Mr. Cibber of Drury Lane

Mr. Cibber of Drury Lane

Excerpt

THE, LORD CHAMBERLAIN'S order of silence fulfilled its purpose--it destroyed the power of Rich--but it left the theatre in a sad state of confusion. For again it separated the actors of the town into two hostile groups--those who had remained faithful to Rich and those who had gone over to Swiney. Rich's actors gave performances at Drury Lane under the direction of William Collier, one of the minor patentees; but after producing one successful play, The Fair Quaker of Deal , they quarreled with Collier, revolted, and compelled him to solicit the intervention of the Lord Chamberlain. The actors at the Haymarket had similar experiences. They, too, had trouble with their employer, and at the end of the season they, too, were involved in an appeal to the Lord Chamberlain's office. In order to understand these two appeals and the settlement which was ultimately effected, we must briefly consider the fortunes of the two companies during this singularly perplexing season.

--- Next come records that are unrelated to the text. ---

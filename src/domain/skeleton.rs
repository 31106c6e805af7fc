use serde::{Deserialize, Serialize};

/// Where one logical record starts and ends in the document text.
#[derive(Debug, Clone, PartialEq, Eq, Serialize, Deserialize)]
pub struct SkeletonItem {
    pub sequence: u32,
    pub start_anchor: String,
    pub end_anchor: String,
}

impl SkeletonItem {
    pub fn new(sequence: u32, start_anchor: impl Into<String>, end_anchor: impl Into<String>) -> Self {
        Self {
            sequence,
            start_anchor: start_anchor.into(),
            end_anchor: end_anchor.into(),
        }
    }
}

/// Ordered group of block texts sent to the oracle in a single call.
#[derive(Debug, Clone, PartialEq, Eq)]
pub struct ExtractionBatch {
    pub index: usize,
    pub blocks: Vec<String>,
}

impl ExtractionBatch {
    pub fn expected_count(&self) -> usize {
        self.blocks.len()
    }
}
mod error;
mod events;
mod health;
mod jobs;

pub use error::{ErrorResponse, error_response};
pub use events::job_events_handler;
pub use health::health_handler;
pub use jobs::{
    PasswordRequest, TextJobRequest, cancel_job_handler, create_job_handler,
    create_text_job_handler, download_artifact_handler, get_job_handler, list_jobs_handler,
    submit_password_handler,
};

The articles of agreement between Swiney and the new actor- managers--Wilks, Cibber, and Doggett--were signed on March 10, 1709, and during the spring and summer of the same year the new Haymarket company was organized. In view of the order of silence, Swiney felt that he need fear no competition from Rich, and accordingly he made elaborate preparations for the season's campaign. He hired actors and singers at absurdly high salaries, and made plans to take over both the theatres of the town, for he felt that he could reserve the Haymarket for opera and use Drury Lane for plays. On August 11, therefore, he put the following notice in the Daily Courant :

All persons who have any concern or property in the shares of rent of Drury Lane Playhouse are desired to meet Mr Swiney at Nando's Coffee- house within Temple Bar (upon Tuesday next the 16th instant, at 3 . . .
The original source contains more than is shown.